Выгнав нахлебников, он успокоился и начал мести двор. Изредка он выглядывал на улицу: лошадь и собака, как вкопанные, стояли у забора и уныло глядели на ворота.
— Поживите-ка без меня! — ворчал старик, чувствуя, как у него от сердца отлегает злоба. — Пущай-ка кто другой поглядит теперь за вами! Я и скупой и злой… со мной скверно жить, так поживите с другим… Да…
Насладившись угнетенным видом нахлебников и досыта наворчавшись, Зотов вышел за ворота и, придав своему лицу свирепое выражение, крикнул:
— Ну, чего стоите? Кого ждете? Стали поперек дороги и мешают публике ходить!
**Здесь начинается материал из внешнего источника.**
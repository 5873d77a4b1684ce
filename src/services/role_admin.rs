// src/services/role_admin.rs

use serde_json::{json, Value};
use std::sync::Arc;
use uuid::Uuid;

use crate::{
    cache::RoleCache,
    common::error::{AppError, AppResult},
    db::{fetch_all, fetch_optional, from_row, to_row, DataStore, Query, Sort, Table},
    models::{
        context::TenantContext,
        role::{Capability, Role},
        role_binding::{NewRoleBinding, RoleBinding},
    },
};

/// Concede e revoga papéis. Toda mudança invalida o cache de papel do
/// usuário afetado antes de retornar.
#[derive(Clone)]
pub struct RoleAdminService {
    store: Arc<dyn DataStore>,
    roles: Arc<RoleCache>,
}

impl RoleAdminService {
    pub fn new(store: Arc<dyn DataStore>, roles: Arc<RoleCache>) -> Self {
        Self { store, roles }
    }

    pub async fn list_bindings(&self, ctx: &TenantContext) -> AppResult<Vec<RoleBinding>> {
        ctx.require(Capability::ManageRoles)?;
        let mut query = Query::new().order(Sort::parse("created_at"));
        if let Some(tenant_id) = ctx.read_scope()? {
            query = query.eq("tenant_id", json!(tenant_id));
        }
        let bindings: Vec<RoleBinding> =
            fetch_all(self.store.as_ref(), Table::RoleBindings, &query).await?;
        Ok(ctx.scope_filter(bindings))
    }

    pub async fn assign_role(&self, ctx: &TenantContext, input: NewRoleBinding) -> AppResult<RoleBinding> {
        ctx.require(Capability::ManageRoles)?;

        let tenant_id = if input.role.is_global() {
            // Só admin global cria outro admin global, e sem condomínio.
            if !ctx.is_global_admin {
                return Err(AppError::Forbidden);
            }
            None
        } else {
            let tenant_id = match input.tenant_id {
                Some(tenant_id) => tenant_id,
                None => ctx.tenant_id.ok_or(AppError::MissingTenant)?,
            };
            ctx.require_tenant(tenant_id)?;
            Some(tenant_id)
        };

        let tenant_value = tenant_id.map(|t| json!(t)).unwrap_or(Value::Null);
        let existing: Option<RoleBinding> = fetch_optional(
            self.store.as_ref(),
            Table::RoleBindings,
            &Query::new()
                .eq("user_id", json!(input.user_id))
                .eq("tenant_id", tenant_value)
                .eq("role", json!(input.role)),
        )
        .await?;
        if let Some(existing) = existing {
            return Ok(existing);
        }

        let binding = NewRoleBinding {
            user_id: input.user_id,
            tenant_id,
            role: input.role,
        };
        let saved: RoleBinding =
            from_row(self.store.insert(Table::RoleBindings, to_row(&binding)?).await?)?;

        self.roles.invalidate(saved.user_id);
        tracing::info!("Papel {} concedido a {} por {}", saved.role, saved.user_id, ctx.user_id);
        Ok(saved)
    }

    pub async fn revoke_role(&self, ctx: &TenantContext, binding_id: Uuid) -> AppResult<()> {
        ctx.require(Capability::ManageRoles)?;

        let binding: RoleBinding = fetch_optional::<RoleBinding>(
            self.store.as_ref(),
            Table::RoleBindings,
            &Query::new().eq("id", json!(binding_id)),
        )
        .await?
        .filter(|b| ctx.owns(b.tenant_id))
        .ok_or(AppError::NotFound("Vínculo"))?;

        if binding.role == Role::GlobalAdmin && !ctx.is_global_admin {
            return Err(AppError::Forbidden);
        }

        self.store.delete(Table::RoleBindings, binding.id).await?;
        self.roles.invalidate(binding.user_id);
        tracing::info!("Papel {} revogado de {} por {}", binding.role, binding.user_id, ctx.user_id);
        Ok(())
    }
}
Пошли во двор!
Лошадь и собака понурили головы и с видом виноватых направились к воротам. Лыска, вероятно, чувствуя, что она не заслуживает прощения, жалобно завизжала.
— Жить живите, а уж насчет корма — на-кося, выкуси! — сказал Зотов, впуская их. — Хоть околевайте.
Между тем сквозь утреннюю мглу стало пробиваться солнце; его косые лучи заскользили по осенней изморози. Послышались голоса и шаги. Зотов поставил на место метлу и пошел со двора к своему куму и соседу Марку Иванычу, торговавшему в бакалейной лавочке. Придя к куму, он сел на складной стул, степенно вздохнул, погладил бороду и заговорил о погоде. С погоды кумовья перешли на нового диакона, с диакона на певчих, — и беседа затянулась. Незаметно было за разговором, как шло время, а когда мальчишка-лавочник притащил большой чайник с кипятком и кумовья принялись пить чай, то время полетело быстро, как птица. Зотов согрелся, повеселел.
— А у меня к тебе просьба, Марк Иваныч, — начал он после шестого стакана, стуча пальцами по прилавку. — Уж ты того… будь милостив, дай и сегодня мне осьмушку овса.
Из-за большого чайного ящика, за которым сидел Марк Иваныч, послышался глубокий вздох.
— Дай, сделай милость, — продолжал Зотов. — Чаю, уж так и быть, не давай нынче, а овса дай… Конфузно просить, одолел уж я тебя своей бедностью, но… лошадь голодная.
— Дать-то можно, — вздохнул кум. — Отчего не дать? Но на кой леший, скажи на милость, ты этих одров держишь? Добро бы лошадь путевая была, а то — тьфу! глядеть совестно… А собака — чистый шкилет! На кой чёрт ты их кормишь?
— Куда же мне их девать?
— Известно куда. Сведи их к Игнату на живодерню — вот и вся музыка. Давно пора им там быть. Настоящее место.
— Так-то оно так!.. Оно пожалуй…
— Живешь Христа ради, а скотов держишь, — продолжал кум. — Мне овса не жалко… Бог с тобою, но уж больше, брат, того… начетисто каждый день давать. Конца края нет твоей бедности! Даешь, даешь и не знаешь, когда всему этому конец придет.
Кум вздохнул и погладил себя по красному лицу.
— Помирал бы ты, что ли! — сказал он. — Живешь и сам не знаешь, для чего… Да ей-богу! А то, коли господь смерти не дает, шел бы ты куда ни на есть в богадельню или странноприютный дом.
— Зачем? У меня родня есть… У меня внучка…
И Зотов начал длинно рассказывать о том, что где-то на хуторе живет внучка Глаша, дочь племянницы Катерины.
— Она обязана меня кормить! — сказал он. — Ей мой дом останется, пущай же и кормит! Возьму и пойду к ней. Это, стало быть, понимаешь, Глаша… Катина дочка, а Катя, понимаешь, брата моего Пантелея падчерица… понял? Ей дом достанется… Пущай меня кормит!